穴倉兄弟のゆくえ(三十と一夜の短篇第58回)
おかあさーん。
おかあさーん。
いくら呼んでも返事がなくて。ぼくはひとりで泣いている。
※ ※ ※ ※ ※
今時の若者の喫煙率はさがっているとネットニュースで流れていたが、どうやらここは違うらしい。
しょぼい飲み屋の立ち並ぶ、小便臭い路地裏。半地下の店「こせど」は、白い煙とアルコールの匂いに満ちている。
穴倉グズリの好みではない。客の指定だ。
だからさあ。と言うのが、今回の客である須藤シュウの口癖であった。
だからさあ。俺、なんかまちがってる? 俺的にはちゃんとやってんじゃん。頭わるいのは遺伝だよ。遺伝。それって俺のせいなわけないじゃん。別に産んでくれって、俺、頼んだ覚えねえしさ。
色の悪い唇からながれでる言葉の羅列を、グズリは黙々とのみ込んでいく。
無味無臭。
美味くもなければ、マズくてゲロを吐きたくなるほどでもない。こういう平均的なのが、もっとも面白くない。しかし仕事である。雀の泪ほどとはいえ金をもらっているかぎり、面白さの追求などは、それこそ無意味である。

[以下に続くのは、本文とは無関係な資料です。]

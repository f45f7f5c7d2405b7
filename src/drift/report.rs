//! Dataset-level drift report

use super::stats::{n_unique, ColumnSample, StatTest, StatTestResult};
use crate::data::column_to_f64;
use crate::error::{MlopsError, Result};
use polars::prelude::*;
use serde::{Deserialize, Serialize};
use std::path::Path;
use tracing::{debug, info};

/// Which columns to compare, and how to treat them
#[derive(Debug, Clone, Default, Serialize, Deserialize)]
pub struct ColumnMapping {
    pub target: Option<String>,
    pub prediction: Option<String>,
    pub numerical_features: Vec<String>,
    pub categorical_features: Vec<String>,
}

impl ColumnMapping {
    /// Columns in report order with their kind; the target and prediction
    /// are categorical unless listed as numerical
    fn columns(&self) -> Vec<(String, ColumnKind)> {
        let mut out: Vec<(String, ColumnKind)> = Vec::new();
        let mut push = |name: &str, kind: ColumnKind| {
            if !out.iter().any(|(n, _)| n == name) {
                out.push((name.to_string(), kind));
            }
        };
        for name in &self.numerical_features {
            push(name, ColumnKind::Num);
        }
        for name in &self.categorical_features {
            push(name, ColumnKind::Cat);
        }
        for name in self.target.iter().chain(self.prediction.iter()) {
            push(name, ColumnKind::Cat);
        }
        out
    }
}

#[derive(Debug, Clone, Copy, PartialEq, Eq, Serialize, Deserialize)]
#[serde(rename_all = "lowercase")]
pub enum ColumnKind {
    Num,
    Cat,
}

#[derive(Debug, Clone, PartialEq, Serialize, Deserialize)]
pub struct ColumnDriftResult {
    pub column_name: String,
    pub column_type: ColumnKind,
    pub stattest_name: String,
    #[serde(flatten)]
    pub result: StatTestResult,
    pub reference_size: usize,
    pub current_size: usize,
}

#[derive(Debug, Clone, PartialEq, Serialize, Deserialize)]
pub struct DatasetDriftResult {
    pub drift_share: f64,
    pub number_of_columns: usize,
    pub number_of_drifted_columns: usize,
    pub share_of_drifted_columns: f64,
    pub dataset_drift: bool,
    pub drift_by_columns: Vec<ColumnDriftResult>,
}

impl DatasetDriftResult {
    pub fn save_json(&self, path: impl AsRef<Path>) -> Result<()> {
        let path = path.as_ref();
        if let Some(parent) = path.parent() {
            std::fs::create_dir_all(parent)?;
        }
        std::fs::write(path, serde_json::to_string_pretty(self)?)?;
        info!(path = %path.display(), "Saved drift report");
        Ok(())
    }
}

/// Share-of-drifted-columns check over a pair of tables
#[derive(Debug, Clone, Serialize, Deserialize)]
pub struct DatasetDriftMetric {
    /// Dataset drift is declared when at least this share of columns drift
    pub drift_share: f64,
    /// Overrides the per-test default threshold
    pub stattest_threshold: Option<f64>,
}

impl Default for DatasetDriftMetric {
    fn default() -> Self {
        Self {
            drift_share: 0.5,
            stattest_threshold: None,
        }
    }
}

impl DatasetDriftMetric {
    pub fn new() -> Self {
        Self::default()
    }

    pub fn with_drift_share(mut self, share: f64) -> Self {
        self.drift_share = share.clamp(0.0, 1.0);
        self
    }

    pub fn with_stattest_threshold(mut self, threshold: f64) -> Self {
        self.stattest_threshold = Some(threshold);
        self
    }

    pub fn run(
        &self,
        reference: &DataFrame,
        current: &DataFrame,
        mapping: &ColumnMapping,
    ) -> Result<DatasetDriftResult> {
        let columns = mapping.columns();
        if columns.is_empty() {
            return Err(MlopsError::ConfigError(
                "column mapping names no columns".to_string(),
            ));
        }

        let mut drift_by_columns = Vec::with_capacity(columns.len());
        for (name, kind) in &columns {
            let ref_sample = column_sample(reference, name, *kind)?;
            let cur_sample = column_sample(current, name, *kind)?;
            let unique = n_unique(&ref_sample, &cur_sample);
            let test = StatTest::select(*kind == ColumnKind::Num, ref_sample.len(), unique);
            let threshold = self
                .stattest_threshold
                .unwrap_or_else(|| test.default_threshold());
            let result = test.run(&ref_sample, &cur_sample, threshold)?;
            debug!(
                column = %name,
                stattest = %test,
                score = result.score,
                drift = result.drift_detected,
                "Column drift"
            );
            drift_by_columns.push(ColumnDriftResult {
                column_name: name.clone(),
                column_type: *kind,
                stattest_name: test.to_string(),
                result,
                reference_size: ref_sample.len(),
                current_size: cur_sample.len(),
            });
        }

        let number_of_columns = drift_by_columns.len();
        let number_of_drifted_columns = drift_by_columns
            .iter()
            .filter(|c| c.result.drift_detected)
            .count();
        let share_of_drifted_columns = number_of_drifted_columns as f64 / number_of_columns as f64;
        let dataset_drift = share_of_drifted_columns >= self.drift_share;
        info!(
            columns = number_of_columns,
            drifted = number_of_drifted_columns,
            share = share_of_drifted_columns,
            dataset_drift,
            "Drift report computed"
        );

        Ok(DatasetDriftResult {
            drift_share: self.drift_share,
            number_of_columns,
            number_of_drifted_columns,
            share_of_drifted_columns,
            dataset_drift,
            drift_by_columns,
        })
    }
}

/// Non-null values of `name`. Numeric categorical columns are labelled by
/// their float value so `1` and `1.0` agree across files.
fn column_sample(df: &DataFrame, name: &str, kind: ColumnKind) -> Result<ColumnSample> {
    let column = df
        .column(name)
        .map_err(|_| MlopsError::FeatureNotFound(name.to_string()))?;
    let numeric_dtype = column.dtype().is_primitive_numeric() || column.dtype() == &DataType::Boolean;

    match (kind, numeric_dtype) {
        (ColumnKind::Num, true) => Ok(ColumnSample::Numeric(
            column_to_f64(df, name)?.into_iter().filter(|v| !v.is_nan()).collect(),
        )),
        (ColumnKind::Num, false) => Err(MlopsError::DataError(format!(
            "column {} is listed as numerical but has type {}",
            name,
            column.dtype()
        ))),
        (ColumnKind::Cat, true) => Ok(ColumnSample::Categorical(
            column_to_f64(df, name)?
                .into_iter()
                .filter(|v| !v.is_nan())
                .map(|v| v.to_string())
                .collect(),
        )),
        (ColumnKind::Cat, false) => {
            let cast = column.cast(&DataType::String)?;
            Ok(ColumnSample::Categorical(
                cast.str()?
                    .into_iter()
                    .flatten()
                    .map(str::to_string)
                    .collect(),
            ))
        }
    }
}
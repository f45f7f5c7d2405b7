//! mlops - pipeline entry point

use clap::Parser;
use colored::Colorize;
use mlops_pipelines::cli::{self, Cli};

#[tokio::main]
async fn main() -> anyhow::Result<()> {
    // Initialize logging
    tracing_subscriber::fmt()
        .with_env_filter(
            tracing_subscriber::EnvFilter::try_from_default_env()
                .unwrap_or_else(|_| "mlops_pipelines=info".into()),
        )
        .init();

    let cli = Cli::parse();

    if let Err(e) = cli::run(cli).await {
        tracing::error!(error = %e, "Flow failed");
        eprintln!("  {} {:#}", "error:".red().bold(), e);
        std::process::exit(1);
    }

    Ok(())
}
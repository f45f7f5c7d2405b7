//! Hyperparameter optimization
//!
//! Search spaces in the usual hyperopt vocabulary (`loguniform`, `quniform`,
//! `choice`), random and TPE samplers, and an ask/tell optimizer that keeps
//! every trial in a [`Study`].

mod optimizer;
mod samplers;
mod search_space;

pub use optimizer::{HyperOpt, Study, Trial, TrialStatus};
pub use samplers::{RandomSampler, Sampler, TpeSampler};
pub use search_space::{Distribution, ParamValue, Parameter, SearchSpace, TrialParams};
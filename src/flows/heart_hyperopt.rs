//! Heart-attack classifier: tune an SVC, log every trial, register the best

use super::{create_markdown_artifact, params_to_strings};
use crate::data::{drop_duplicates, split_x_y, train_test_split, DataLoader};
use crate::error::{MlopsError, Result};
use crate::optimizer::{HyperOpt, SearchSpace, Study, TrialParams};
use crate::preprocessing::{scale_data, StandardScaler};
use crate::tracking::{best_run, register_model, ModelVersion, RunScope, TrackingStore};
use crate::training::{accuracy_score, Gamma, Kernel, SvcParams, SvmClassifier};
use ndarray::{Array1, Array2};
use std::path::{Path, PathBuf};
use std::time::Duration;
use tracing::info;

pub const EXPERIMENT_NAME: &str = "heart-attack-hyperopt";
pub const MODEL_NAME: &str = "BestSupportVectorClassifier";
pub const REPORT_KEY: &str = "heart-attack-hyper-opt-report";
pub const DEFAULT_TRIALS: usize = 10;
const SEED: u64 = 42;
const REGISTRATION_WAIT: Duration = Duration::from_secs(300);

/// Scaled train and test splits
pub struct PreparedData {
    pub x_train: Array2<f64>,
    pub x_test: Array2<f64>,
    pub y_train: Array1<f64>,
    pub y_test: Array1<f64>,
    /// Scaler fitted on the training split
    pub scaler: StandardScaler,
}

#[derive(Debug)]
pub struct HyperoptOutcome {
    pub study: Study,
    pub best_run_id: String,
    pub best_acc: f64,
    pub model_version: ModelVersion,
    pub report_path: PathBuf,
}

pub fn search_space() -> SearchSpace {
    SearchSpace::new()
        .loguniform("C", 1e-3, 1e2)
        .choice("kernel", vec!["linear", "rbf", "poly", "sigmoid"])
        .quniform("degree", 2.0, 5.0, 1.0)
        .choice("gamma", vec!["scale", "auto"])
        .choice("probability", vec![true, false])
        .fixed("random_state", 42i64)
}

fn required<'a>(params: &'a TrialParams, name: &str) -> Result<&'a crate::optimizer::ParamValue> {
    params
        .get(name)
        .ok_or_else(|| MlopsError::invalid_param(name, "<missing>", "not in trial parameters"))
}

/// Classifier settings for one trial
pub fn svc_params(params: &TrialParams) -> Result<SvcParams> {
    let c = required(params, "C")?
        .as_float()
        .ok_or_else(|| MlopsError::invalid_param("C", &params["C"], "expected a number"))?;
    let kernel: Kernel = required(params, "kernel")?.to_string().parse()?;
    let degree = required(params, "degree")?
        .as_int()
        .filter(|d| *d > 0)
        .ok_or_else(|| MlopsError::invalid_param("degree", &params["degree"], "expected a positive integer"))?;
    let gamma: Gamma = required(params, "gamma")?.to_string().parse()?;
    let probability = required(params, "probability")?
        .as_bool()
        .ok_or_else(|| MlopsError::invalid_param("probability", &params["probability"], "expected a bool"))?;

    let mut svc = SvcParams::default()
        .with_c(c)
        .with_kernel(kernel)
        .with_degree(degree as u32)
        .with_gamma(gamma)
        .with_probability(probability);
    if let Some(seed) = params.get("random_state").and_then(|v| v.as_int()) {
        svc = svc.with_random_state(seed as u64);
    }
    Ok(svc)
}

/// Read, deduplicate, split 80/20 and scale.
///
/// The test split is scaled by its own scaler; the returned scaler is the
/// one fitted on the training split.
pub fn prepare_data(loader: &DataLoader, heart_csv: &Path) -> Result<PreparedData> {
    let raw = loader.load_csv(heart_csv)?;
    let data = drop_duplicates(&raw)?;
    info!(rows = raw.height(), unique = data.height(), "Deduplicated heart data");
    let (x, y) = split_x_y(&data)?;
    let split = train_test_split(&x, &y, 0.2, 0)?;
    let (x_test, _) = scale_data(&split.x_test, None)?;
    let (x_train, scaler) = scale_data(&split.x_train, None)?;
    Ok(PreparedData {
        x_train,
        x_test,
        y_train: split.y_train,
        y_test: split.y_test,
        scaler,
    })
}

/// One trial: fit, score, log params, `acc`, the scaler and the model
async fn objective(
    store: &dyn TrackingStore,
    experiment_id: &str,
    params: &TrialParams,
    data: &PreparedData,
) -> Result<f64> {
    let run = RunScope::start(store, experiment_id, None).await?;
    let outcome: Result<f64> = async {
        let mut model = SvmClassifier::new(svc_params(params)?);
        model.fit(&data.x_train, &data.y_train)?;
        let y_pred = model.predict(&data.x_test)?;
        let acc = accuracy_score(&data.y_test, &y_pred)?;

        run.log_params(&params_to_strings(params)).await?;
        run.log_metric("acc", acc).await?;
        run.log_bin(&data.scaler, "scaler", "scaler.bin").await?;
        run.log_bin(&model, "model", "model.bin").await?;
        Ok(acc)
    }
    .await;
    run.end(outcome).await
}

/// Tune over [`search_space`] with TPE; the loss is the negated accuracy
pub async fn run_optimization(
    store: &dyn TrackingStore,
    experiment_id: &str,
    num_trials: usize,
    data: &PreparedData,
) -> Result<Study> {
    let mut opt = HyperOpt::tpe(search_space(), SEED)?;
    for _ in 0..num_trials {
        let params = opt.ask();
        let outcome = objective(store, experiment_id, &params, data).await;
        opt.tell(params, outcome.map(|acc| -acc));
    }
    opt.finish()?;
    Ok(opt.into_study())
}

/// Register the most accurate run and write the summary report
pub async fn register_best(
    store: &dyn TrackingStore,
    artifacts_dir: &Path,
) -> Result<(String, f64, ModelVersion, PathBuf)> {
    let best = best_run(store, EXPERIMENT_NAME, "acc", false).await?;
    let run_id = best.info.run_id.clone();
    let acc = best
        .data
        .metric("acc")
        .ok_or_else(|| MlopsError::EmptyResult(format!("run {} has no acc metric", run_id)))?;

    let model_uri = format!("runs:/{}/model", run_id);
    let version = register_model(store, &model_uri, MODEL_NAME, REGISTRATION_WAIT).await?;

    let markdown = format!(
        "# Model Registration\n\n## Summary\nRegistered best model (run_id: {}) with a test acc of {}.",
        run_id, acc
    );
    let report = create_markdown_artifact(artifacts_dir, REPORT_KEY, &markdown)?;
    Ok((run_id, acc, version, report))
}

pub async fn main_flow(
    store: &dyn TrackingStore,
    heart_csv: &Path,
    artifacts_dir: &Path,
    num_trials: usize,
) -> Result<HyperoptOutcome> {
    let experiment_id = store.set_experiment(EXPERIMENT_NAME).await?;
    let data = prepare_data(&DataLoader::new(), heart_csv)?;
    let study = run_optimization(store, &experiment_id, num_trials, &data).await?;
    let (best_run_id, best_acc, model_version, report_path) = register_best(store, artifacts_dir).await?;
    info!(
        run_id = %best_run_id,
        acc = best_acc,
        version = %model_version.version,
        "Registered {}",
        MODEL_NAME
    );
    Ok(HyperoptOutcome {
        study,
        best_run_id,
        best_acc,
        model_version,
        report_path,
    })
}

#[cfg(test)]
mod tests {
    use super::*;
    use crate::optimizer::ParamValue;

    fn trial(kernel: &str) -> TrialParams {
        let mut p = TrialParams::new();
        p.insert("C".to_string(), ParamValue::Float(0.5));
        p.insert("kernel".to_string(), ParamValue::from(kernel));
        p.insert("degree".to_string(), ParamValue::Int(3));
        p.insert("gamma".to_string(), ParamValue::from("auto"));
        p.insert("probability".to_string(), ParamValue::Bool(true));
        p.insert("random_state".to_string(), ParamValue::Int(42));
        p
    }

    #[test]
    fn test_svc_params_from_trial() {
        let svc = svc_params(&trial("poly")).unwrap();
        assert_eq!(svc.c, 0.5);
        assert_eq!(svc.kernel, Kernel::Poly);
        assert_eq!(svc.degree, 3);
        assert_eq!(svc.gamma, Gamma::Auto);
        assert!(svc.probability);
        assert_eq!(svc.random_state, Some(42));
    }

    #[test]
    fn test_unknown_kernel_fails_trial() {
        assert!(svc_params(&trial("cubic")).is_err());
        let mut p = trial("rbf");
        p.remove("C");
        assert!(svc_params(&p).is_err());
    }

    #[test]
    fn test_search_space_shape() {
        let space = search_space();
        assert_eq!(space.len(), 6);
        assert!(space.validate().is_ok());
    }
}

レモンサワーを飲みながら話し続けるシュウの前で、グズリは時折うんうんと頷いてみせる。
彼の仕事は話しを聞くことだ。話しであれば愚痴であろうが自慢話であろうが惚気であろうが。条件さえ合えば、なんでもござれだ。物心がついた頃から仕込まれた技術は、望んで得たものではないが、役にはたつ。
だからさあ。俺は、親ガチャで外れひいたわけ。マジで最悪。だからさあ。そこそこの家に生まれてたら、俺くらいだって大学とか専門行けたっしょ。金さえあれば予備校だって行けるわけだし。
高校三年の春。
シュウの目下の悩みは進学であったが、その割りには切羽詰まった感じは伝わってこない。これでは例え予備校に通えたとしても、継続的な努力ができるかどうか甚だ疑問だ。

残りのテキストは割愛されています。